Der integrative Ansatz zählt
Andere viel versprechende Studien vergleichen beispielsweise unterschiedliche Geburtskohorten hinsichtlich der Frage, unter welchen Umständen kurzzeitige Fluktuationen des Verhaltens auf dauerhafte Änderungen schließen lassen. Oder sie betrachten, wie sich bestimmte Gene abhängig vom Alter des Individuums auf dessen kognitive Fähigkeiten auswirken. Bei all dem gilt es, die traditionelle Kluft zwischen Natur- und Sozialwissenschaft zu überwinden.
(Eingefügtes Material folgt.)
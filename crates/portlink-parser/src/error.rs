//! Error and diagnostic system for the Portlink parser.
//!
//! The error system is built around the [`Diagnostic`] type, which represents
//! a single problem with a reference token: an optional error code, labeled
//! spans into the token, and help text. Diagnostics are wrapped in
//! [`ParseError`] when returned from [`parse_reference`](crate::parse_reference).
//!
//! # Example
//!
//! ```
//! # use portlink_parser::error::{Diagnostic, ErrorCode};
//! # use portlink_parser::Span;
//!
//! let diag = Diagnostic::error("source `Mixer` must specify a port")
//!     .with_code(ErrorCode::E100)
//!     .with_label(Span::new(0..5), "no port given")
//!     .with_help("write the source as `Mixer::<port>`");
//! ```

mod diagnostic;
mod error_code;
mod label;
mod parse_error;

pub use diagnostic::Diagnostic;
pub use error_code::ErrorCode;
pub use label::Label;
pub use parse_error::ParseError;
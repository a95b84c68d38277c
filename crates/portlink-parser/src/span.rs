//! Byte spans into a reference token.

use std::ops::Range;

/// A half-open byte range `start..end` within a reference token.
#[derive(Debug, Clone, Copy, Default, PartialEq, Eq)]
pub struct Span {
    start: usize,
    end: usize,
}

impl Span {
    /// Create a new span from a byte range.
    pub fn new(range: Range<usize>) -> Self {
        Self {
            start: range.start,
            end: range.end,
        }
    }

    /// Get the start offset of the span
    pub fn start(&self) -> usize {
        self.start
    }

    /// Get the end offset of the span
    pub fn end(&self) -> usize {
        self.end
    }

    /// Get the length of the span
    pub fn len(&self) -> usize {
        self.end - self.start
    }

    /// Check if the span is empty
    pub fn is_empty(&self) -> bool {
        self.start == self.end
    }
}

impl From<Range<usize>> for Span {
    fn from(range: Range<usize>) -> Self {
        Self::new(range)
    }
}

#[cfg(test)]
mod tests {
    use super::*;

    #[test]
    fn test_span_accessors() {
        let span = Span::new(3..8);

        assert_eq!(span.start(), 3);
        assert_eq!(span.end(), 8);
        assert_eq!(span.len(), 5);
        assert!(!span.is_empty());
        assert!(Span::default().is_empty());
    }
}
//! Diagram export.
//!
//! [`export_diagram`] writes the store as a Graphviz DOT file and then hands
//! it to an optional [`Renderer`] for conversion into an image.

mod dot;

use std::{
    fs, io,
    path::{Path, PathBuf},
};

use log::{info, warn};
use thiserror::Error;

use portlink_core::Store;

use crate::{config::AppConfig, render::Renderer};

pub use dot::Dot;

/// Errors raised while exporting a diagram.
#[derive(Debug, Error)]
pub enum Error {
    #[error("cannot write `{}`: {source}", path.display())]
    Write { path: PathBuf, source: io::Error },
}

/// Files produced by [`export_diagram`].
#[derive(Debug, Clone, PartialEq, Eq)]
pub struct Exported {
    /// The DOT file that was written.
    pub dot: PathBuf,
    /// The rendered image, if a renderer ran successfully.
    pub image: Option<PathBuf>,
}

/// Writes the DOT export of `store` and renders it if a renderer is given.
///
/// Paths and styling come from `config`. Rendering is best-effort: a failing
/// renderer is logged and reported through [`Exported::image`] being `None`.
///
/// # Errors
///
/// Returns [`Error::Write`] if the DOT file cannot be written.
pub fn export_diagram(
    store: &Store,
    config: &AppConfig,
    renderer: Option<&dyn Renderer>,
) -> Result<Exported, Error> {
    let dot_path = config.paths().dot();
    write_dot(store, config, dot_path)?;
    info!(path:? = dot_path, modules = store.len(); "Wrote DOT export");

    let image = renderer.and_then(|renderer| {
        let image_path = config.paths().image();
        match renderer.render(dot_path, image_path) {
            Ok(()) => Some(image_path.to_path_buf()),
            Err(err) => {
                warn!(err:% = err; "Rendering failed, DOT file kept");
                None
            }
        }
    });

    Ok(Exported {
        dot: dot_path.to_path_buf(),
        image,
    })
}

fn write_dot(store: &Store, config: &AppConfig, path: &Path) -> Result<(), Error> {
    let text = Dot::new(store, config.style()).to_string();
    fs::write(path, text).map_err(|source| Error::Write {
        path: path.to_path_buf(),
        source,
    })
}

#[cfg(test)]
mod tests {
    use std::cell::RefCell;

    use super::*;
    use crate::{config::PathsConfig, editor::LinkEditor, render};

    /// Records calls and optionally fails.
    struct FakeRenderer {
        fail: bool,
        calls: RefCell<Vec<(PathBuf, PathBuf)>>,
    }

    impl FakeRenderer {
        fn new(fail: bool) -> Self {
            Self {
                fail,
                calls: RefCell::new(Vec::new()),
            }
        }
    }

    impl Renderer for FakeRenderer {
        fn render(&self, dot: &Path, output: &Path) -> Result<(), render::Error> {
            self.calls
                .borrow_mut()
                .push((dot.to_path_buf(), output.to_path_buf()));
            if self.fail {
                return Err(render::Error::Spawn {
                    command: "fake".to_owned(),
                    source: io::Error::new(io::ErrorKind::NotFound, "fake"),
                });
            }
            Ok(())
        }
    }

    fn config_in(dir: &Path) -> AppConfig {
        let mut config = AppConfig::default();
        *config.paths_mut() = PathsConfig::new(
            dir.join("links_data.xml"),
            dir.join("graph.dot"),
            dir.join("graph.svg"),
        );
        config
    }

    fn sample_store() -> Store {
        let mut store = Store::new();
        LinkEditor::new(&mut store).add("A::o", "B::i").unwrap();
        store
    }

    #[test]
    fn test_writes_dot_without_renderer() {
        let dir = tempfile::tempdir().unwrap();
        let config = config_in(dir.path());

        let exported = export_diagram(&sample_store(), &config, None).unwrap();

        assert_eq!(exported.dot, dir.path().join("graph.dot"));
        assert_eq!(exported.image, None);
        let text = fs::read_to_string(&exported.dot).unwrap();
        assert!(text.contains(r#""A":"o":e -> "B":"i":w;"#));
    }

    #[test]
    fn test_renderer_receives_configured_paths() {
        let dir = tempfile::tempdir().unwrap();
        let config = config_in(dir.path());
        let renderer = FakeRenderer::new(false);

        let exported = export_diagram(&sample_store(), &config, Some(&renderer)).unwrap();

        assert_eq!(exported.image, Some(dir.path().join("graph.svg")));
        assert_eq!(
            renderer.calls.borrow().as_slice(),
            &[(dir.path().join("graph.dot"), dir.path().join("graph.svg"))]
        );
    }

    #[test]
    fn test_failing_renderer_keeps_dot_file() {
        let dir = tempfile::tempdir().unwrap();
        let config = config_in(dir.path());
        let renderer = FakeRenderer::new(true);

        let exported = export_diagram(&sample_store(), &config, Some(&renderer)).unwrap();

        assert_eq!(exported.image, None);
        assert!(exported.dot.exists());
    }

    #[test]
    fn test_unwritable_dot_path_is_error() {
        let dir = tempfile::tempdir().unwrap();
        let mut config = config_in(dir.path());
        config
            .paths_mut()
            .set_dot(dir.path().join("missing").join("graph.dot"));

        let err = export_diagram(&sample_store(), &config, None).unwrap_err();
        assert!(matches!(err, Error::Write { .. }));
    }
}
Nur ein integrativer Ansatz unter Beteiligung verschiedener Disziplinen wie Psychologie, Neurobiologie und Verhaltensgenetik kann die Plastizität über die Lebensspanne umfassend ergründen.
Dazu bedarf es allerdings auch methodischer Fortschritte, die auch ganze Haushalte berücksichtigen8,9. So brauchen wir umfangreichere und langfristig angelegte Gruppenvergleiche. Durch Zusammenstellung großer Vergleichsgruppen eineiiger und zweieiiger Zwillinge sowie anderer Geschwisterkonstellationen können die Wirkungen von Genen einerseits und Umweltfaktoren andererseits unterschieden sowie deren Wechselwirkungen erkundet werden. Reihenuntersuchungen verschiedener Geburtsjahrgänge helfen zudem, Veränderungen des Denkens und Handelns von Menschen im historischen Kontext zu betrachten. Stammen die Probanden darüber hinaus noch aus verschiedenen Ländern, lassen sich dabei Kulturunterschiede aufzeigen.
Auf den demographischen Wandel muss auch die Wissenschaft reagieren10. So sollten wir noch genauer die Begleiterscheinungen und Folgen der gestiegenen Lebenserwartung sowie die besonderen Stärken und Schwächen älterer Menschen untersuchen. Die Erforschung der Verhaltensentwicklung im Lebensverlauf leistet dazu einen wesentlichen Beitrag.
Integrierte, multidisziplinäre Ansätze bieten bei der Erforschung der individuellen Verhaltensentwicklung im Verlauf des Lebens enorme Vorteile. Allerdings benötigt man dafür Arbeitsgruppen aus den unterschiedlichsten natur- und sozialwissenschaftlichen Disziplinen sowie experimentelle Interventionsmethoden mit Längsschnittstudien. Mehrere Max-Planck-Institute haben solche Untersuchungen initiiert. Ein Beispiel dafür sind die Berliner Altersstudien, die vom MPI für Bildungsforschung koordiniert werden (Lindenberger et al., Die Berliner Altersstudie, 3. Aufl., Akademie Verlag Berlin, 2010).